*WHAT YOU SHOULD DO*. Nothing should differ between your answer and the records below.
# # # # # # #
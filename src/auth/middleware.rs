//! Authentication middleware that validates the session cookie and extends active sessions.

use axum::{
    extract::{FromRef, FromRequestParts, Request, State},
    http::header::SET_COOKIE,
    middleware::Next,
    response::{IntoResponse, Response},
};
use axum_extra::extract::{PrivateCookieJar, cookie::Key};
use time::Duration;

use crate::{
    AppState, Error,
    auth::cookie::{extend_auth_cookie_duration_if_needed, get_token_from_cookies},
};

/// The state needed for the auth middleware
#[derive(Clone)]
pub struct AuthState {
    /// The key to be used for signing and encrypting private cookies.
    pub cookie_key: Key,
    /// The duration for which cookies used for authentication are valid.
    pub cookie_duration: Duration,
}

impl FromRef<AppState> for AuthState {
    fn from_ref(state: &AppState) -> Self {
        Self {
            cookie_key: state.cookie_key.clone(),
            cookie_duration: state.cookie_duration,
        }
    }
}

// this impl tells `PrivateCookieJar` how to access the key from our state
impl FromRef<AuthState> for Key {
    fn from_ref(state: &AuthState) -> Self {
        state.cookie_key.clone()
    }
}

/// Middleware function that checks for a valid authorization cookie.
///
/// If the cookie is valid, the user ID is placed into the request extensions,
/// the request is executed normally and the session is extended. Otherwise a
/// 401 response is returned and the handler is never called.
///
/// **Note**: Route handlers can use the function argument `Extension(user_id): Extension<UserID>` to receive the user ID.
pub async fn auth_guard(State(state): State<AuthState>, request: Request, next: Next) -> Response {
    let (mut parts, body) = request.into_parts();
    let jar = match PrivateCookieJar::from_request_parts(&mut parts, &state).await {
        Ok(jar) => jar,
        Err(error) => {
            tracing::error!("Error getting cookie jar: {error:?}");
            return Error::Unauthorized.into_response();
        }
    };
    let user_id = match get_token_from_cookies(&jar) {
        Ok(token) => token.user_id,
        Err(error) => return error.into_response(),
    };

    parts.extensions.insert(user_id);
    let request = Request::from_parts(parts, body);
    let response = next.run(request).await;

    let (mut parts, body) = response.into_parts();
    let jar = match extend_auth_cookie_duration_if_needed(jar.clone(), state.cookie_duration) {
        Ok(updated_jar) => updated_jar,
        Err(error) => {
            tracing::error!("Error extending cookie duration: {error:?}. Rolling back cookie jar.");
            jar
        }
    };
    for (key, val) in jar.into_response().headers().iter() {
        if key != SET_COOKIE {
            continue;
        }

        parts.headers.append(key, val.to_owned());
    }

    Response::from_parts(parts, body)
}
# # # # # # #
*YOUR SOLUTION*.
filename src/auth/middleware.rs
//! Authentication middleware that validates the session cookie and extends active sessions.

use axum::{
    extract::{FromRef, FromRequestParts, Request, State},
    http::header::SET_COOKIE,
    middleware::Next,
    response::{IntoResponse, Response},
};
use axum_extra::extract::{PrivateCookieJar, cookie::Key};
use time::Duration;

use crate::{
    AppState, Error,
    auth::cookie::{extend_auth_cookie_duration_if_needed, get_token_from_cookies},
};

/// The state needed for the auth middleware
#[derive(Clone)]
pub struct AuthState {
    /// The key to be used for signing and encrypting private cookies.
    pub cookie_key: Key,
    /// The duration for which cookies used for authentication are valid.
    pub cookie_duration: Duration,
}

impl FromRef<AppState> for AuthState {
    fn from_ref(state: &AppState) -> Self {
        Self {
            cookie_key: state.cookie_key.clone(),
            cookie_duration: state.cookie_duration,
        }
    }
}

// this impl tells `PrivateCookieJar` how to access the key from our state
impl FromRef<AuthState> for Key {
    fn from_ref(state: &AuthState) -> Self {
        state.cookie_key.clone()
    }
}

/// Middleware function that checks for a valid authorization cookie.
///
/// If the cookie is valid, the user ID is placed into the request extensions,
/// the request is executed normally and the session is extended. Otherwise a
/// 401 response is returned and the handler is never called.
///
/// **Note**: Route handlers can use the function argument `Extension(user_id): Extension<UserID>` to receive the user ID.
pub async fn auth_guard(State(state): State<AuthState>, request: Request, next: Next) -> Response {
    let (mut parts, body) = request.into_parts();
    let jar = match PrivateCookieJar::from_request_parts(&mut parts, &state).await {
        Ok(jar) => jar,
        Err(error) => {
            tracing::error!("Error getting cookie jar: {error:?}");
            return Error::Unauthorized.into_response();
        }
    };
    let user_id = match get_token_from_cookies(&jar) {
        Ok(token) => token.user_id,
        Err(error) => return error.into_response(),
    };

    parts.extensions.insert(user_id);
    let request = Request::from_parts(parts, body);
    let response = next.run(request).await;

    let (mut parts, body) = response.into_parts();
    let jar = match extend_auth_cookie_duration_if_needed(jar.clone(), state.cookie_duration) {
        Ok(updated_jar) => updated_jar,
        Err(error) => {
            tracing::error!("Error extending cookie duration: {error:?}. Rolling back cookie jar.");
            jar
        }
    };
    for (key, val) in jar.into_response().headers().iter() {
        if key != SET_COOKIE {
            continue;
        }

        parts.headers.append(key, val.to_owned());
    }

    Response::from_parts(parts, body)
}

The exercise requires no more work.